D&S Affiliate Solon Barocas and Advisors Edward W. Felten and Joel Reidenberg collaborate on a paper outlining the importance of algorithmic accountability and fairness, proposing several tools that can be used when designing decision-making processes.

Abstract: Many important decisions historically made by people are now made by computers. Algorithms count votes, approve loan and credit card applications, target citizens or neighborhoods for police scrutiny, select taxpayers for an IRS audit, and grant or deny immigration visas.

The accountability mechanisms and legal standards that govern such decision processes have not kept pace with technology. The tools currently available to policymakers, legislators, and courts were developed to oversee human decision-makers and often fail when applied to computers instead: for example, how do you judge the intent of a piece of software? Additional approaches are needed to make automated decision systems — with their potentially incorrect, unjustified or unfair results — accountable and governable. This Article reveals a new technological toolkit to verify that automated decisions comply with key standards of legal fairness.

We challenge the dominant position in the legal literature that transparency will solve these problems. Disclosure of source code is often neither necessary (because of alternative techniques from computer science) nor sufficient (because of the complexity of code) to demonstrate the fairness of a process. Furthermore, transparency may be undesirable, such as when it permits tax cheats or terrorists to game the systems determining audits or security screening.

The central issue is how to assure the interests of citizens, and society as a whole, in making these processes more accountable. This Article argues that technology is creating new opportunities — more subtle and flexible than total transparency — to design decision-making algorithms so that they better align with legal and policy objectives. Doing so will improve not only the current governance of algorithms, but also — in certain cases — the governance of decision-making in general. The implicit (or explicit) biases of human decision-makers can be difficult to find and root out, but we can peer into the “brain” of an algorithm: computational processes and purpose specifications can be declared prior to use and verified afterwards.

The technological tools introduced in this Article apply widely. They can be used in designing decision-making processes from both the private and public sectors, and they can be tailored to verify different characteristics as desired by decision-makers, regulators, or the public. By forcing a more careful consideration of the effects of decision rules, they also engender policy discussions and closer looks at legal standards. As such, these tools have far-reaching implications throughout law and society.

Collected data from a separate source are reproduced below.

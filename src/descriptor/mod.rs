//! Bundle descriptor (.properties) parsing
//!
//! A descriptor is a properties-format text file identifying an update
//! bundle and pointing at its sub-resources. Required keys: `device`,
//! `hash`, `instructions`, `images`. The two path-valued keys are resolved
//! relative to the descriptor's containing directory.

use std::collections::HashMap;
use std::fs;
use std::path::{Path, PathBuf};

use crate::error::{Result, descriptor_read_failed, missing_field};

/// File extension by which the scanner recognizes candidate descriptors
pub const DESCRIPTOR_EXTENSION: &str = "properties";

/// Required descriptor keys, in reporting order
const REQUIRED_FIELDS: &[&str] = &["device", "hash", "instructions", "images"];

/// A parsed bundle descriptor with sub-resource paths resolved
#[derive(Debug, Clone)]
pub struct BundleDescriptor {
    /// Opaque device identifier
    pub device: String,
    /// Opaque content hash; presence is required, the value is not checked
    pub hash: String,
    /// The descriptor file itself
    pub path: PathBuf,
    /// Resolved path to the instructions document
    pub instructions: PathBuf,
    /// Resolved path to the image collection directory
    pub images: PathBuf,
}

impl BundleDescriptor {
    /// Load and parse a descriptor file, checking required keys
    pub fn load(path: &Path) -> Result<Self> {
        let content =
            fs::read_to_string(path).map_err(|e| descriptor_read_failed(path, e.to_string()))?;
        let entries = parse_properties(&content);

        for field in REQUIRED_FIELDS {
            if !entries.contains_key(*field) {
                return Err(missing_field(*field));
            }
        }

        let base = path.parent().unwrap_or_else(|| Path::new("."));
        let get = |key: &str| entries.get(key).cloned().unwrap_or_default();

        Ok(Self {
            device: get("device"),
            hash: get("hash"),
            path: path.to_path_buf(),
            instructions: resolve_relative(base, &get("instructions")),
            images: resolve_relative(base, &get("images")),
        })
    }
}

/// Resolve a descriptor value against the descriptor's directory.
///
/// Values are always sub-resource paths; leading separators are stripped so
/// a value like `/imgs` resolves under the descriptor's directory rather
/// than the filesystem root.
fn resolve_relative(base: &Path, value: &str) -> PathBuf {
    base.join(value.trim_start_matches(['/', '\\']))
}

/// Parse properties-format text into a key-value map.
///
/// One `key=value` pair per line (`:` is accepted as an alternate
/// separator). Blank lines and lines starting with `#` or `!` are ignored.
/// A line with no separator yields the key with an empty value.
pub fn parse_properties(content: &str) -> HashMap<String, String> {
    let mut entries = HashMap::new();

    for line in content.lines() {
        let line = line.trim();
        if line.is_empty() || line.starts_with('#') || line.starts_with('!') {
            continue;
        }

        match split_key_value(line) {
            Some((key, value)) => {
                entries.insert(unescape(key.trim()), unescape(value.trim()));
            }
            None => {
                entries.insert(unescape(line), String::new());
            }
        }
    }

    entries
}

/// Split a line at the first unescaped `=` or `:`
fn split_key_value(line: &str) -> Option<(&str, &str)> {
    let mut escaped = false;
    for (idx, ch) in line.char_indices() {
        if escaped {
            escaped = false;
            continue;
        }
        match ch {
            '\\' => escaped = true,
            '=' | ':' => return Some((&line[..idx], &line[idx + 1..])),
            _ => {}
        }
    }
    None
}

/// Resolve backslash escapes: `\t`, `\n`, `\r`, `\\`; any other escaped
/// character is kept literally (so `\=` and `\:` survive key splitting)
fn unescape(text: &str) -> String {
    let mut result = String::with_capacity(text.len());
    let mut chars = text.chars();

    while let Some(ch) = chars.next() {
        if ch != '\\' {
            result.push(ch);
            continue;
        }
        match chars.next() {
            Some('t') => result.push('\t'),
            Some('n') => result.push('\n'),
            Some('r') => result.push('\r'),
            Some(other) => result.push(other),
            None => result.push('\\'),
        }
    }

    result
}
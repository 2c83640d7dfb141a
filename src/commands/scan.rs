//! Scan command implementation
//!
//! Runs a single pass over the media root, installing every valid bundle.
//! Per-bundle failures are reported and skipped; only a missing media root
//! fails the command.

use console::Style;

use crate::cli::{GlobalOptions, ScanArgs};
use crate::commands::helpers;
use crate::error::{FlashError, Result};
use crate::installer::Installer;
use crate::scanner;

/// Run scan command
pub fn run(options: &GlobalOptions, args: &ScanArgs) -> Result<()> {
    let media_root = helpers::resolve_media_root(options);
    let installer = Installer::new(helpers::resolve_storage_root(options));

    if options.verbose {
        println!(
            "{} {}",
            Style::new().bold().apply_to("Media root:"),
            media_root.display()
        );
        println!(
            "{} {}",
            Style::new().bold().apply_to("Storage root:"),
            installer.storage_root().display()
        );
    }

    let summary = scanner::scan(&media_root, &installer)?;
    helpers::report_failures(&summary);

    if args.json {
        let rendered = serde_json::to_string_pretty(&summary).map_err(|e| FlashError::IoError {
            message: e.to_string(),
        })?;
        println!("{rendered}");
    } else {
        helpers::report_summary(&summary);
    }

    Ok(())
}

Part I of this Article provides an accessible and concise introduction to foundational computer science concepts that can be used to verify and demonstrate compliance with key standards of legal fairness for automated decisions without revealing key attributes of the decision or the process by which the decision was reached. Part II then describes how these techniques can assure that decisions are made with the key governance attribute of procedural regularity, meaning that decisions are made under an announced set of rules consistently applied in each case. We demonstrate how this approach could be used to redesign and resolve issues with the State Department’s diversity visa lottery. In Part III, we go further and explore how other computational techniques can assure that automated decisions preserve fidelity to substantive legal and policy choices. We show how these tools may be used to assure that certain kinds of unjust discrimination are avoided and that automated decision processes behave in ways that comport with the social or legal standards that govern the decision. We also show how algorithmic decision-making may even complicate existing doctrines of disparate treatment and disparate impact, and we discuss some recent computer science work on detecting and removing discrimination in algorithms, especially in the context of big data and machine learning. And lastly in Part IV, we propose an agenda to further synergistic collaboration between computer science, law and policy to advance the design of automated decision processes for accountability.